◆ DATA SECTION ◆
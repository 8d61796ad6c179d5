// lib/src/reports.rs

use chrono::NaiveDate;
use serde::Serialize;

use models::errors::HostelResult;
use models::hostel::{InvoiceStatus, ResidentStatus, RoomStatus, TicketStatus};

use crate::storage_engine::HostelStore;

#[derive(Debug, Clone, Default, PartialEq, Serialize)]
#[serde(rename_all = "camelCase")]
pub struct RoomCounts {
    pub total: usize,
    pub available: usize,
    pub occupied: usize,
    pub maintenance: usize,
}

#[derive(Debug, Clone, Default, PartialEq, Serialize)]
#[serde(rename_all = "camelCase")]
pub struct ResidentCounts {
    pub total: usize,
    pub active: usize,
    pub checked_out: usize,
}

#[derive(Debug, Clone, Default, PartialEq, Serialize)]
#[serde(rename_all = "camelCase")]
pub struct BillingTotals {
    pub pending_count: usize,
    pub pending_amount: f64,
    pub overdue_count: usize,
    pub overdue_amount: f64,
    pub paid_count: usize,
    pub paid_amount: f64,
}

#[derive(Debug, Clone, Default, PartialEq, Serialize)]
#[serde(rename_all = "camelCase")]
pub struct TicketCounts {
    pub open: usize,
    pub in_progress: usize,
    pub closed: usize,
}

/// Dashboard figures across every collection.
#[derive(Debug, Clone, Default, PartialEq, Serialize)]
#[serde(rename_all = "camelCase")]
pub struct HostelSummary {
    pub rooms: RoomCounts,
    pub residents: ResidentCounts,
    pub billing: BillingTotals,
    pub maintenance: TicketCounts,
}

impl HostelStore {
    /// Billing figures use statuses evaluated as of `today`.
    pub fn summary(&self, today: NaiveDate) -> HostelResult<HostelSummary> {
        let mut summary = HostelSummary::default();

        for room in self.rooms.list()? {
            summary.rooms.total += 1;
            match room.status {
                RoomStatus::Available => summary.rooms.available += 1,
                RoomStatus::Occupied => summary.rooms.occupied += 1,
                RoomStatus::Maintenance => summary.rooms.maintenance += 1,
            }
        }

        for resident in self.residents.list()? {
            summary.residents.total += 1;
            match resident.status {
                ResidentStatus::Active => summary.residents.active += 1,
                ResidentStatus::CheckedOut => summary.residents.checked_out += 1,
            }
        }

        for invoice in self.invoices.list()? {
            let invoice = invoice.evaluated(today);
            let billing = &mut summary.billing;
            match invoice.status {
                InvoiceStatus::Pending => {
                    billing.pending_count += 1;
                    billing.pending_amount += invoice.amount;
                }
                InvoiceStatus::Overdue => {
                    billing.overdue_count += 1;
                    billing.overdue_amount += invoice.amount;
                }
                InvoiceStatus::Paid => {
                    billing.paid_count += 1;
                    billing.paid_amount += invoice.amount;
                }
            }
        }

        for ticket in self.maintenance.list()? {
            match ticket.status {
                TicketStatus::Open => summary.maintenance.open += 1,
                TicketStatus::InProgress => summary.maintenance.in_progress += 1,
                TicketStatus::Closed => summary.maintenance.closed += 1,
            }
        }

        Ok(summary)
    }
}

◆ WHAT YOU ARE ASKED TO DO ◆
Go through the data above and repeat all of it exactly.

◆ EXPECTED ANSWER ◆
repository 8d61796ad6c179d5
// lib/src/reports.rs

use chrono::NaiveDate;
use serde::Serialize;

use models::errors::HostelResult;
use models::hostel::{InvoiceStatus, ResidentStatus, RoomStatus, TicketStatus};

use crate::storage_engine::HostelStore;

#[derive(Debug, Clone, Default, PartialEq, Serialize)]
#[serde(rename_all = "camelCase")]
pub struct RoomCounts {
    pub total: usize,
    pub available: usize,
    pub occupied: usize,
    pub maintenance: usize,
}

#[derive(Debug, Clone, Default, PartialEq, Serialize)]
#[serde(rename_all = "camelCase")]
pub struct ResidentCounts {
    pub total: usize,
    pub active: usize,
    pub checked_out: usize,
}

#[derive(Debug, Clone, Default, PartialEq, Serialize)]
#[serde(rename_all = "camelCase")]
pub struct BillingTotals {
    pub pending_count: usize,
    pub pending_amount: f64,
    pub overdue_count: usize,
    pub overdue_amount: f64,
    pub paid_count: usize,
    pub paid_amount: f64,
}

#[derive(Debug, Clone, Default, PartialEq, Serialize)]
#[serde(rename_all = "camelCase")]
pub struct TicketCounts {
    pub open: usize,
    pub in_progress: usize,
    pub closed: usize,
}

/// Dashboard figures across every collection.
#[derive(Debug, Clone, Default, PartialEq, Serialize)]
#[serde(rename_all = "camelCase")]
pub struct HostelSummary {
    pub rooms: RoomCounts,
    pub residents: ResidentCounts,
    pub billing: BillingTotals,
    pub maintenance: TicketCounts,
}

impl HostelStore {
    /// Billing figures use statuses evaluated as of `today`.
    pub fn summary(&self, today: NaiveDate) -> HostelResult<HostelSummary> {
        let mut summary = HostelSummary::default();

        for room in self.rooms.list()? {
            summary.rooms.total += 1;
            match room.status {
                RoomStatus::Available => summary.rooms.available += 1,
                RoomStatus::Occupied => summary.rooms.occupied += 1,
                RoomStatus::Maintenance => summary.rooms.maintenance += 1,
            }
        }

        for resident in self.residents.list()? {
            summary.residents.total += 1;
            match resident.status {
                ResidentStatus::Active => summary.residents.active += 1,
                ResidentStatus::CheckedOut => summary.residents.checked_out += 1,
            }
        }

        for invoice in self.invoices.list()? {
            let invoice = invoice.evaluated(today);
            let billing = &mut summary.billing;
            match invoice.status {
                InvoiceStatus::Pending => {
                    billing.pending_count += 1;
                    billing.pending_amount += invoice.amount;
                }
                InvoiceStatus::Overdue => {
                    billing.overdue_count += 1;
                    billing.overdue_amount += invoice.amount;
                }
                InvoiceStatus::Paid => {
                    billing.paid_count += 1;
                    billing.paid_amount += invoice.amount;
                }
            }
        }

        for ticket in self.maintenance.list()? {
            match ticket.status {
                TicketStatus::Open => summary.maintenance.open += 1,
                TicketStatus::InProgress => summary.maintenance.in_progress += 1,
                TicketStatus::Closed => summary.maintenance.closed += 1,
            }
        }

        Ok(summary)
    }
}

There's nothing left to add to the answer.